Science Writer, UD Office of Communications and Marketing

Many will note that the quest for greater gender balance in the laboratory, the social sciences and the disciplines that fuel the so-called STEM fields—science, technology, engineering and mathematics—is not a mission accomplished. But neither is it mission impossible.

 

Quite the contrary, says a $3.3 million, five-year transformation grant from the National Science Foundation, which expects that investment to produce sustainable dividends institution-wide. The money supports UD ADVANCE IT (Institutional Transformation), a project designed to increase the number of women in faculty and leadership positions throughout the University, with special focus on STEM and social sciences.

A snapshot of University statistics points to long-standing deficits in the percentage of women faculty in STEM fields and leadership roles—gaps that are common across the nation and around the world. But the same data—explored over time—point to incremental gains here.

UD by the Numbers 2014-15

SOURCE: UD Facts & Figures 2014-15

41%
UD faculty positions held by women during 2014-15 academic year.

37.9%
Administrative appointments held by full-time tenured/tenured-track women faculty.

34.5%
Chairperson/academic center director positions held by women faculty.

Women held just 5 percent of UD’s engineering faculty positions in 2001, for example. By 2006, that percentage had increased to 13 percent. Nationally, during the same time frame, women inched ahead from 9 percent in 2001 to 11 percent in 2006. Last year at UD, meanwhile, the percentage was up to 17 percent, according to Pamela Cook, Unidel Professor of Mathematical Sciences and a principal investigator in UD’s ADVANCE work.

Cook is no stranger to such discrepancies. When she started at UCLA, she was the lone woman with 72 male colleagues. When she arrived at UD, she stepped into a department as the only woman among 37 male colleagues. But she later became the first female chair of a STEM department at UD.

“It is changing,” she said. “The University has family-friendly policies now. But day-to-day life depends a lot on your chair.”

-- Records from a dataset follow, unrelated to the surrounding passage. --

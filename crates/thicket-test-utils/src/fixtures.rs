//! Reusable generator test fixtures.
//!
//! - [`ScaledUniform`]: distribution, `scale * U(0,1)`, with a density.
//! - [`Offset`]: function, `x + by`.
//! - [`Echo`]: function returning its array argument unchanged.
//! - [`FailingGenerator`]: distribution whose `generate()` always fails.
//! - [`MockExtension`]: an [`Extension`] bundling all of the above.

use rand::Rng;
use thicket_core::{
    Datum, DatumKind, GenerateError, GeneratorInfo, GeneratorKind, ParamInfo, ParamKind,
    ReturnKind,
};
use thicket_graph::{Args, Extension, Generator, GeneratorEntry, ModelRng};

/// `scale * U(0,1)`; `scale` defaults to 1.
#[derive(Default)]
pub struct ScaledUniform;

static SCALED_UNIFORM: GeneratorInfo = GeneratorInfo {
    name: "ScaledUniform",
    kind: GeneratorKind::Distribution,
    description: "uniform on [0, scale)",
    params: &[ParamInfo::optional("scale", ParamKind::Number, "upper bound")],
    returns: ReturnKind::Fixed(DatumKind::Real),
};

impl Generator for ScaledUniform {
    fn info(&self) -> &'static GeneratorInfo {
        &SCALED_UNIFORM
    }

    fn validate(&self, args: &Args<'_>) -> Result<(), GenerateError> {
        match args.peek("scale").and_then(Datum::as_real) {
            Some(s) if s <= 0.0 => Err(GenerateError::invalid("scale", "must be > 0")),
            _ => Ok(()),
        }
    }

    fn generate(&self, args: &Args<'_>, rng: &mut ModelRng) -> Result<Datum, GenerateError> {
        let scale = args.opt_real("scale")?.unwrap_or(1.0);
        Ok(Datum::Real(scale * rng.random::<f64>()))
    }

    fn log_density(&self, args: &Args<'_>, value: &Datum) -> Result<f64, GenerateError> {
        let scale = args.opt_real("scale")?.unwrap_or(1.0);
        let x = value.as_real().unwrap_or(f64::NAN);
        if (0.0..scale).contains(&x) {
            Ok(-scale.ln())
        } else {
            Ok(f64::NEG_INFINITY)
        }
    }
}

/// `x + by`.
#[derive(Default)]
pub struct Offset;

static OFFSET: GeneratorInfo = GeneratorInfo {
    name: "offset",
    kind: GeneratorKind::Function,
    description: "x + by",
    params: &[
        ParamInfo::required("x", ParamKind::Number, "input"),
        ParamInfo::required("by", ParamKind::Number, "shift"),
    ],
    returns: ReturnKind::Fixed(DatumKind::Real),
};

impl Generator for Offset {
    fn info(&self) -> &'static GeneratorInfo {
        &OFFSET
    }

    fn generate(&self, args: &Args<'_>, _rng: &mut ModelRng) -> Result<Datum, GenerateError> {
        Ok(Datum::Real(args.real("x")? + args.real("by")?))
    }
}

/// Returns `arr` unchanged.
#[derive(Default)]
pub struct Echo;

static ECHO: GeneratorInfo = GeneratorInfo {
    name: "echo",
    kind: GeneratorKind::Function,
    description: "identity on arrays",
    params: &[ParamInfo::required("arr", ParamKind::Array, "array")],
    returns: ReturnKind::SameAs("arr"),
};

impl Generator for Echo {
    fn info(&self) -> &'static GeneratorInfo {
        &ECHO
    }

    fn generate(&self, args: &Args<'_>, _rng: &mut ModelRng) -> Result<Datum, GenerateError> {
        Ok(args.require("arr")?.clone())
    }
}

/// Always fails with [`GenerateError::ExecutionFailed`].
#[derive(Default)]
pub struct FailingGenerator;

static FAILING: GeneratorInfo = GeneratorInfo {
    name: "Failing",
    kind: GeneratorKind::Distribution,
    description: "always fails",
    params: &[],
    returns: ReturnKind::Fixed(DatumKind::Real),
};

impl Generator for FailingGenerator {
    fn info(&self) -> &'static GeneratorInfo {
        &FAILING
    }

    fn generate(&self, _args: &Args<'_>, _rng: &mut ModelRng) -> Result<Datum, GenerateError> {
        Err(GenerateError::ExecutionFailed {
            reason: "deliberate failure".into(),
        })
    }
}

/// Extension bundling every fixture generator.
pub struct MockExtension;

impl Extension for MockExtension {
    fn name(&self) -> &str {
        "mock"
    }

    fn distributions(&self) -> Vec<GeneratorEntry> {
        vec![
            GeneratorEntry::new::<ScaledUniform>(),
            GeneratorEntry::new::<FailingGenerator>(),
        ]
    }

    fn functions(&self) -> Vec<GeneratorEntry> {
        vec![GeneratorEntry::new::<Offset>(), GeneratorEntry::new::<Echo>()]
    }
}
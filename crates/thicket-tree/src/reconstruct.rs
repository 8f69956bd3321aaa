//! Oldest-first reconstruction of a binary topology from node ages.
//!
//! When internal ages are drawn independently of the provisional
//! topology, parents can end up younger than their children. The
//! reconstruction re-derives a valid topology from the in-order sequence
//! of `(node, age)` pairs:
//!
//! 1. In a sub-range of the sequence, the oldest internal node that has
//!    not yet been used as a local root becomes the local root.
//! 2. Its left child is the oldest unattached entry strictly to its left
//!    in the sub-range, its right child the oldest unattached entry
//!    strictly to its right. Attached leaves are retired immediately.
//! 3. Recurse on `[from, root)` and `[root, to)`.
//!
//! Because the oldest available node is always the parent, the result is
//! monotonic in age. Ties resolve to the left-most candidate.

use std::ops::Range;

use crate::error::TreeError;
use crate::node::NodeIndex;
use crate::tree::TimeTree;

/// Rebuild the topology of `tree` from its current ages.
///
/// Leaf identities, node indices, and ages are preserved; only parent and
/// child links (and possibly the root) change. The tree's leaves must
/// occupy indices `0..n_taxa`.
///
/// # Errors
///
/// [`TreeError::ReconstructionFailed`] if an age is non-finite or a local
/// root has no candidate child on one side (a malformed age assignment),
/// and any [`TimeTree::validate`] error for the rebuilt tree.
pub fn reconstruct_oldest_first(tree: &mut TimeTree) -> Result<(), TreeError> {
    let order = tree.in_order()?;
    if order.len() != tree.node_count() {
        return Err(TreeError::Disconnected {
            reachable: order.len(),
            total: tree.node_count(),
        });
    }

    let mut ages = Vec::with_capacity(order.len());
    for &index in &order {
        let age = tree.age(index)?;
        if !age.is_finite() {
            return Err(TreeError::ReconstructionFailed {
                reason: format!("node {index} has non-finite age {age}"),
            });
        }
        ages.push(age);
    }
    let internal: Vec<bool> = order.iter().map(|&i| !tree.is_tip_index(i)).collect();

    let n = order.len();
    let mut retired = vec![false; n];
    let mut has_parent = vec![false; n];
    let mut links: Vec<(NodeIndex, NodeIndex, NodeIndex)> = Vec::with_capacity(n / 2);
    let mut root = None;

    let mut ranges = vec![(0, n)];
    while let Some((from, to)) = ranges.pop() {
        let Some(pos) = oldest(&ages, from..to, |j| internal[j] && !retired[j]) else {
            continue;
        };
        let unattached = |j: usize| !has_parent[j] && !retired[j];
        let left = oldest(&ages, from..pos, unattached).ok_or_else(|| {
            TreeError::ReconstructionFailed {
                reason: format!("no left child for node {} in [{from}, {pos})", order[pos]),
            }
        })?;
        let right = oldest(&ages, pos + 1..to, unattached).ok_or_else(|| {
            TreeError::ReconstructionFailed {
                reason: format!(
                    "no right child for node {} in ({pos}, {to})",
                    order[pos]
                ),
            }
        })?;

        links.push((order[pos], order[left], order[right]));
        for child in [left, right] {
            has_parent[child] = true;
            if !internal[child] {
                retired[child] = true;
            }
        }
        retired[pos] = true;
        root.get_or_insert(order[pos]);

        ranges.push((pos, to));
        ranges.push((from, pos));
    }

    let root = match (root, n) {
        (Some(root), _) => root,
        (None, 1) => order[0],
        (None, _) => {
            return Err(TreeError::ReconstructionFailed {
                reason: "no internal node to act as root".to_string(),
            })
        }
    };

    tree.detach_all();
    for (parent, left, right) in links {
        tree.attach(parent, left, right);
    }
    tree.set_root(root)?;
    tracing::trace!(root = %root, nodes = n, "reconstructed tree topology");
    tree.validate()
}

/// Position of the strictly oldest eligible entry, left-most on ties.
fn oldest(ages: &[f64], range: Range<usize>, eligible: impl Fn(usize) -> bool) -> Option<usize> {
    let mut best: Option<usize> = None;
    for j in range {
        if eligible(j) && best.is_none_or(|b| ages[j] > ages[b]) {
            best = Some(j);
        }
    }
    best
}

#[cfg(test)]
mod tests {
    use super::*;

    fn parents(tree: &TimeTree) -> Vec<Option<u32>> {
        tree.nodes()
            .iter()
            .map(|n| n.parent().map(|p| p.0))
            .collect()
    }

    /// Caterpillar (((A,B)p,C)q,D)r with leaves at 0.
    fn caterpillar(p: f64, q: f64, r: f64) -> TimeTree {
        let mut tree =
            TimeTree::from_leaves([("A", 0.0), ("B", 0.0), ("C", 0.0), ("D", 0.0)]).unwrap();
        let pn = tree.add_internal(p, NodeIndex(0), NodeIndex(1)).unwrap();
        let qn = tree.add_internal(q, pn, NodeIndex(2)).unwrap();
        let rn = tree.add_internal(r, qn, NodeIndex(3)).unwrap();
        tree.set_root(rn).unwrap();
        tree
    }

    #[test]
    fn valid_tree_is_unchanged() {
        let original = caterpillar(1.0, 2.0, 3.0);
        let mut tree = original.clone();
        reconstruct_oldest_first(&mut tree).unwrap();
        assert_eq!(tree, original);
    }

    #[test]
    fn inverted_ages_are_regrouped() {
        // In-order: A p B q C r D with p older than its provisional parent q.
        let mut tree = caterpillar(3.0, 1.0, 10.0);
        assert!(tree.validate().is_err());
        reconstruct_oldest_first(&mut tree).unwrap();

        // Expected: r(p(A, q(B, C)), D)
        assert_eq!(
            parents(&tree),
            vec![Some(4), Some(5), Some(5), Some(6), Some(6), Some(4), None]
        );
        assert_eq!(tree.root(), Some(NodeIndex(6)));
        assert_eq!(tree.node(NodeIndex(4)).unwrap().children(), &[NodeIndex(0), NodeIndex(5)]);
    }

    #[test]
    fn single_leaf_survives() {
        let mut tree = TimeTree::from_leaves([("A", 0.0)]).unwrap();
        tree.set_root(NodeIndex(0)).unwrap();
        reconstruct_oldest_first(&mut tree).unwrap();
        assert_eq!(tree.root(), Some(NodeIndex(0)));
    }

    #[test]
    fn non_finite_age_fails() {
        let mut tree = caterpillar(1.0, f64::NAN, 3.0);
        assert!(matches!(
            reconstruct_oldest_first(&mut tree),
            Err(TreeError::ReconstructionFailed { .. })
        ));
    }

    #[test]
    fn oldest_prefers_leftmost_tie() {
        let ages = [1.0, 2.0, 2.0, 0.5];
        assert_eq!(oldest(&ages, 0..4, |_| true), Some(1));
        assert_eq!(oldest(&ages, 2..4, |j| j != 2), Some(3));
        assert_eq!(oldest(&ages, 0..0, |_| true), None);
    }
}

And on your approach, Carolyn Thoroughgood would say. Thoroughgood, professor in the School of Marine Science and Policy and chair of the board of the Mid-Atlantic Regional Association Coastal Ocean Observing System (MARACOOS), has preferred not to focus on signs of gender discrimination, though she has addressed it quite forcefully in the past.

“I would go to meetings where I was the only woman there,” she said. “It didn’t take long, though, before that was forgotten.”

That’s not to say she didn’t see problems—and address them. She often was in a unique position to do so, too, for though her career started in research it morphed into leadership roles, where she was able to facilitate the research of others.

She remembers when—as a dean—she discovered a problem facing a capable young researcher who was applying for promotion to associate professor with tenure.

“Just before she applied for promotion, she gave birth to twins,” Thoroughgood said. “One of her external reviewers … was asked by the P and T Committee to write a letter of evaluation of the contributions of her research and scholarship to the field of oceanography. This reviewer wrote a glowing letter of support until the final paragraph. He concluded the letter by saying that since she was now a mother of twins, he did not see how she could be a good mother and keep up with her academic responsibilities, especially her research.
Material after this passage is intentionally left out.